#### [DESCRIPTION OF THE TASK]
One range is to be output from the listing below, exactly as written: the line with "let ceiling = max_interval.max(min_interval);" to the line with "avoid synchronized probing", both kept.

#### [EXERCISE INPUT]
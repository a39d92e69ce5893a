// SPDX-License-Identifier: MIT
//
// accent color model — normalized RGB and HSV.
//
// Single-character variable names (r, g, b, h, s, v, p, q, t) are the
// standard mathematical convention in color science.
#![allow(clippy::many_single_char_names)]
//
// Two representations, both normalized:
//
//   Rgb  r, g, b in [0, 1]
//   Hsv  h in [0, 1), s, v in [0, 1]
//
// The harmony rules think in degrees and percent ("working units"). The
// conversion to and from those units lives here so every call site agrees
// on the scale:
//
//   Rgb ↔ Hsv (normalized) ↔ (degrees, percent, percent)
//
// HSV → RGB never clamps. A value above 100% yields channels above 1.0,
// which `Rgb::is_in_gamut` reports and `Rgb::clamped` fixes explicitly.

// ─── Rgb ─────────────────────────────────────────────────────────────────────

/// An RGB color with normalized `f32` channels.
///
/// No alpha. Channels are nominally in [0, 1]; values outside that range
/// are representable so raw harmony output can be inspected before clamping.
///
/// # Examples
///
/// ```
/// use accent_color::Rgb;
///
/// let red = Rgb::new(1.0, 0.0, 0.0);
/// assert_eq!(red.to_rgb8(), (255, 0, 0));
/// assert_eq!(Rgb::rgb8(255, 0, 0), red);
/// ```
#[derive(Debug, Clone, Copy, PartialEq, Default)]
#[cfg_attr(feature = "serde", derive(serde::Serialize, serde::Deserialize))]
pub struct Rgb {
    pub r: f32,
    pub g: f32,
    pub b: f32,
}

impl Rgb {
    pub const BLACK: Self = Self::new(0.0, 0.0, 0.0);
    pub const WHITE: Self = Self::new(1.0, 1.0, 1.0);

    /// Create a color from normalized channels.
    #[must_use]
    pub const fn new(r: f32, g: f32, b: f32) -> Self {
        Self { r, g, b }
    }

    /// Create a color from 8-bit channels.
    #[must_use]
    pub fn rgb8(r: u8, g: u8, b: u8) -> Self {
        Self::new(
            f32::from(r) / 255.0,
            f32::from(g) / 255.0,
            f32::from(b) / 255.0,
        )
    }

    /// Convert to 8-bit channels, rounding and clamping each one.
    #[must_use]
    pub fn to_rgb8(self) -> (u8, u8, u8) {
        (to_u8(self.r), to_u8(self.g), to_u8(self.b))
    }

    /// Convert to normalized HSV.
    #[must_use]
    pub fn to_hsv(self) -> Hsv {
        rgb_to_hsv(self)
    }

    /// True when every channel lies in [0, 1].
    #[must_use]
    pub fn is_in_gamut(self) -> bool {
        [self.r, self.g, self.b].iter().all(|c| (0.0..=1.0).contains(c))
    }

    /// Clamp every channel into [0, 1].
    #[must_use]
    pub fn clamped(self) -> Self {
        Self::new(
            self.r.clamp(0.0, 1.0),
            self.g.clamp(0.0, 1.0),
            self.b.clamp(0.0, 1.0),
        )
    }

    /// Channel-wise comparison within `epsilon`.
    #[must_use]
    pub fn approx_eq(self, other: Self, epsilon: f32) -> bool {
        (self.r - other.r).abs() <= epsilon
            && (self.g - other.g).abs() <= epsilon
            && (self.b - other.b).abs() <= epsilon
    }
}

impl From<(f32, f32, f32)> for Rgb {
    fn from((r, g, b): (f32, f32, f32)) -> Self {
        Self::new(r, g, b)
    }
}

impl From<[f32; 3]> for Rgb {
    fn from([r, g, b]: [f32; 3]) -> Self {
        Self::new(r, g, b)
    }
}

impl From<Rgb> for (f32, f32, f32) {
    fn from(c: Rgb) -> Self {
        (c.r, c.g, c.b)
    }
}

impl From<Rgb> for [f32; 3] {
    fn from(c: Rgb) -> Self {
        [c.r, c.g, c.b]
    }
}

impl From<Hsv> for Rgb {
    fn from(hsv: Hsv) -> Self {
        hsv_to_rgb(hsv)
    }
}

// ─── Hsv ─────────────────────────────────────────────────────────────────────

/// A normalized HSV triple: `h` in [0, 1), `s` and `v` in [0, 1].
///
/// Harmony rules operate in degrees and percent; use
/// [`Hsv::from_degrees`] and [`Hsv::to_degrees`] to cross between the two
/// scales.
#[derive(Debug, Clone, Copy, PartialEq, Default)]
#[cfg_attr(feature = "serde", derive(serde::Serialize, serde::Deserialize))]
pub struct Hsv {
    pub h: f32,
    pub s: f32,
    pub v: f32,
}

impl Hsv {
    #[must_use]
    pub const fn new(h: f32, s: f32, v: f32) -> Self {
        Self { h, s, v }
    }

    /// Build from working units: hue in degrees, saturation and value in
    /// percent. The hue is wrapped into [0, 360) first; `s` and `v` are
    /// scaled as-is (no clamping).
    #[must_use]
    pub fn from_degrees(h: f32, s: f32, v: f32) -> Self {
        let h = wrap_degrees(h) / 360.0;
        // 359.99998 / 360 can round up to exactly 1.0 in f32.
        let h = if h >= 1.0 { 0.0 } else { h };
        Self::new(h, s / 100.0, v / 100.0)
    }

    /// Convert to working units `(degrees, percent, percent)`.
    #[must_use]
    pub fn to_degrees(self) -> (f32, f32, f32) {
        (self.h * 360.0, self.s * 100.0, self.v * 100.0)
    }

    /// Convert to RGB.
    #[must_use]
    pub fn to_rgb(self) -> Rgb {
        hsv_to_rgb(self)
    }

    /// True when saturation or value is below `threshold`, where the hue
    /// carries no reliable information (near gray or near black).
    #[must_use]
    pub fn is_degenerate(self, threshold: f32) -> bool {
        self.s < threshold || self.v < threshold
    }
}

impl From<Rgb> for Hsv {
    fn from(rgb: Rgb) -> Self {
        rgb_to_hsv(rgb)
    }
}

impl From<(f32, f32, f32)> for Hsv {
    fn from((h, s, v): (f32, f32, f32)) -> Self {
        Self::new(h, s, v)
    }
}

impl From<Hsv> for (f32, f32, f32) {
    fn from(c: Hsv) -> Self {
        (c.h, c.s, c.v)
    }
}

// ─── Conversion Functions ────────────────────────────────────────────────────

/// Wrap a hue angle into [0, 360).
///
/// `rem_euclid` can return exactly 360.0 for tiny negative inputs because of
/// rounding; that case folds back to 0.
#[inline]
#[must_use]
pub fn wrap_degrees(h: f32) -> f32 {
    let h = h.rem_euclid(360.0);
    if h >= 360.0 { 0.0 } else { h }
}

/// RGB → HSV (hexcone model). Gray inputs report hue 0.
#[must_use]
pub fn rgb_to_hsv(rgb: Rgb) -> Hsv {
    let Rgb { r, g, b } = rgb;
    let max = r.max(g).max(b);
    let min = r.min(g).min(b);
    let delta = max - min;

    let h = if delta <= 0.0 {
        0.0
    } else if (max - r).abs() <= f32::EPSILON {
        ((g - b) / delta).rem_euclid(6.0) / 6.0
    } else if (max - g).abs() <= f32::EPSILON {
        ((b - r) / delta + 2.0) / 6.0
    } else {
        ((r - g) / delta + 4.0) / 6.0
    };
    let h = if h >= 1.0 { 0.0 } else { h };

    let s = if max <= 0.0 { 0.0 } else { delta / max };

    Hsv::new(h, s, max)
}

/// HSV → RGB.
///
/// Does not clamp: saturation or value outside [0, 1] propagate into the
/// channels unchanged.
#[must_use]
#[allow(clippy::cast_possible_truncation)]
pub fn hsv_to_rgb(hsv: Hsv) -> Rgb {
    let Hsv { h, s, v } = hsv;
    let h6 = h.rem_euclid(1.0) * 6.0;
    let sector = h6.floor();
    let f = h6 - sector;

    let p = v * (1.0 - s);
    let q = v * s.mul_add(-f, 1.0);
    let t = v * s.mul_add(f - 1.0, 1.0);

    let (r, g, b) = match (sector as i32).rem_euclid(6) {
        0 => (v, t, p),
        1 => (q, v, p),
        2 => (p, v, t),
        3 => (p, q, v),
        4 => (t, p, v),
        _ => (v, p, q),
    };
    Rgb::new(r, g, b)
}

/// Convert a float (0.0–1.0) to a u8 (0–255) with correct rounding.
#[inline]
#[allow(clippy::cast_possible_truncation, clippy::cast_sign_loss)]
fn to_u8(v: f32) -> u8 {
    // Safe: clamp guarantees 0.0 <= value <= 255.0 before truncation.
    v.mul_add(255.0, 0.5).clamp(0.0, 255.0) as u8
}

// ─── Tests ───────────────────────────────────────────────────────────────────
// SPDX-License-Identifier: MIT

//! # accent-harmony — accent palettes from a single base color
//!
//! Derives four accent colors from one base color and a [`HarmonyRule`].
//! Hue offsets are measured on the CMY ("artist's") wheel rather than the
//! RGB wheel, so the complement of red is a green near 137°, not cyan.
//!
//! # Architecture
//!
//! ```text
//! base Rgb + HarmonyRule (+ previous base Hsv)
//!     │
//!     ▼
//! engine.rs:  degeneracy guard, working units, per-rule S/V policy
//!     │
//!     ├──► wheel.rs:  RGB hue ↔ CMY hue via the calibration table
//!     │
//!     ▼
//! options.rs: clamp policy for S/V that leave [0, 100]
//!     │
//!     ▼
//! 4 × Rgb  (+ corrected base)
//! ```
//!
//! [`Session`] wraps the engine for callers that want the base, the rule,
//! the remembered HSV and the slots kept together.

// Single-char math variables are standard in color science.
#![allow(clippy::many_single_char_names)]
// Hue/saturation/value locals are inherently similar.
#![allow(clippy::similar_names)]

pub mod engine;
pub mod error;
pub mod options;
pub mod rule;
pub mod session;
pub mod wheel;

pub use engine::{Accents, HarmonyEngine, Recalculation, SLOTS, recalculate};
pub use error::HarmonyError;
pub use options::{ClampPolicy, EngineOptions};
pub use rule::HarmonyRule;
pub use session::Session;
pub use wheel::{cmy_hue_to_rgb_hue, remap, rgb_hue_to_cmy_hue};
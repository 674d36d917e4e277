//! Logger error types

use thiserror::Error;

/// Logger error type
#[derive(Error, Debug, Clone, PartialEq, Eq)]
pub enum LogError {
    /// The filter directive could not be parsed
    #[error("Invalid log filter {0}")]
    Filter(String),

    /// Configuration value out of range
    #[error("Invalid logger configuration: {0}")]
    Config(String),
}

/// Result type for logger operations
pub type LogResult<T> = Result<T, LogError>;
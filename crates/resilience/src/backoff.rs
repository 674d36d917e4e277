//! Spacing between consistency probes
//!
//! The wait between probes starts at the poller's minimum interval. While the
//! remote side keeps reporting a pending state the wait grows according to
//! [`PollBackoff`]; once a target streak begins it is held steady so the
//! streak is sampled at an even cadence. [`JitterPolicy`] spreads concurrent
//! pollers apart, but never below the minimum interval.

use std::time::Duration;

use serde::{Deserialize, Serialize};

use crate::error::{ConfigError, ConfigResult};

/// Default ceiling for exponential growth between probes.
pub const DEFAULT_MAX_INTERVAL: Duration = Duration::from_secs(10);

/// How the wait between probes evolves while the state is still pending.
#[derive(Debug, Clone, Copy, PartialEq, Serialize, Deserialize)]
#[serde(tag = "kind", rename_all = "snake_case")]
pub enum PollBackoff {
    /// Always wait the minimum interval.
    Fixed,
    /// Multiply the wait after every pending observation, up to `max_interval`.
    Exponential {
        /// Growth factor applied after each pending observation
        multiplier: f64,
        /// Upper bound for a single wait
        #[serde(with = "humantime_serde")]
        max_interval: Duration,
    },
}

impl Default for PollBackoff {
    fn default() -> Self {
        Self::Exponential {
            multiplier: 2.0,
            max_interval: DEFAULT_MAX_INTERVAL,
        }
    }
}

impl PollBackoff {
    /// Wait to use after the next pending observation, given the current one.
    #[must_use]
    pub fn grow(&self, current: Duration, min_interval: Duration) -> Duration {
        match *self {
            Self::Fixed => min_interval,
            Self::Exponential {
                multiplier,
                max_interval,
            } => {
                let ceiling = max_interval.max(min_interval);
                // Grow in f64 so a large multiplier saturates at the ceiling.
                Duration::try_from_secs_f64(current.as_secs_f64() * multiplier)
                    .map_or(ceiling, |grown| grown.min(ceiling))
                    .max(min_interval)
            }
        }
    }

    /// Check the policy against the poller's minimum interval.
    pub fn validate(&self, min_interval: Duration) -> ConfigResult<()> {
        match *self {
            Self::Fixed => Ok(()),
            Self::Exponential {
                multiplier,
                max_interval,
            } => {
                if !multiplier.is_finite() || multiplier < 1.0 {
                    return Err(ConfigError::validation(format!(
                        "backoff multiplier must be a finite value >= 1.0, got {multiplier}"
                    )));
                }
                if max_interval < min_interval {
                    return Err(ConfigError::validation(format!(
                        "backoff max_interval {max_interval:?} is below min_interval {min_interval:?}"
                    )));
                }
                Ok(())
            }
        }
    }

    /// Policy name for logs.
    pub fn policy_name(&self) -> &'static str {
        match self {
            Self::Fixed => "fixed",
            Self::Exponential { .. } => "exponential",
        }
    }
}

/// Jitter applied to each wait to avoid synchronized probing
#[derive(Debug, Clone, Copy, Default, PartialEq, Eq, Serialize, Deserialize)]
#[serde(rename_all = "snake_case")]
pub enum JitterPolicy {
    /// No jitter - use the calculated wait exactly
    #[default]
    None,
    /// Full jitter: random(0, wait)
    Full,
    /// Equal jitter: wait/2 + random(0, wait/2)
    Equal,
    /// Decorrelated jitter: random(wait, previous * 3)
    Decorrelated,
}

impl JitterPolicy {
    /// Apply jitter to a wait using a fast RNG.
    #[must_use]
    pub fn apply(self, delay: Duration, previous_delay: Option<Duration>) -> Duration {
        match self {
            Self::None => delay,
            Self::Full => {
                let millis = delay.as_millis() as u64;
                if millis == 0 {
                    return delay;
                }
                Duration::from_millis(fastrand::u64(0..=millis))
            }
            Self::Equal => {
                let millis = delay.as_millis() as u64;
                let half = millis / 2;
                let jitter = if half > 0 { fastrand::u64(0..=half) } else { 0 };
                Duration::from_millis(half + jitter)
            }
            Self::Decorrelated => {
                let base = delay.as_millis() as u64;
                if let Some(prev) = previous_delay {
                    let upper = (prev.as_millis() as u64).saturating_mul(3).max(base);
                    Duration::from_millis(fastrand::u64(base..=upper))
                } else {
                    Self::Equal.apply(delay, None)
                }
            }
        }
    }
}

#### [TASK OUTPUT]
                let ceiling = max_interval.max(min_interval);
                // Grow in f64 so a large multiplier saturates at the ceiling.
                Duration::try_from_secs_f64(current.as_secs_f64() * multiplier)
                    .map_or(ceiling, |grown| grown.min(ceiling))
                    .max(min_interval)
            }
        }
    }

    /// Check the policy against the poller's minimum interval.
    pub fn validate(&self, min_interval: Duration) -> ConfigResult<()> {
        match *self {
            Self::Fixed => Ok(()),
            Self::Exponential {
                multiplier,
                max_interval,
            } => {
                if !multiplier.is_finite() || multiplier < 1.0 {
                    return Err(ConfigError::validation(format!(
                        "backoff multiplier must be a finite value >= 1.0, got {multiplier}"
                    )));
                }
                if max_interval < min_interval {
                    return Err(ConfigError::validation(format!(
                        "backoff max_interval {max_interval:?} is below min_interval {min_interval:?}"
                    )));
                }
                Ok(())
            }
        }
    }

    /// Policy name for logs.
    pub fn policy_name(&self) -> &'static str {
        match self {
            Self::Fixed => "fixed",
            Self::Exponential { .. } => "exponential",
        }
    }
}

/// Jitter applied to each wait to avoid synchronized probing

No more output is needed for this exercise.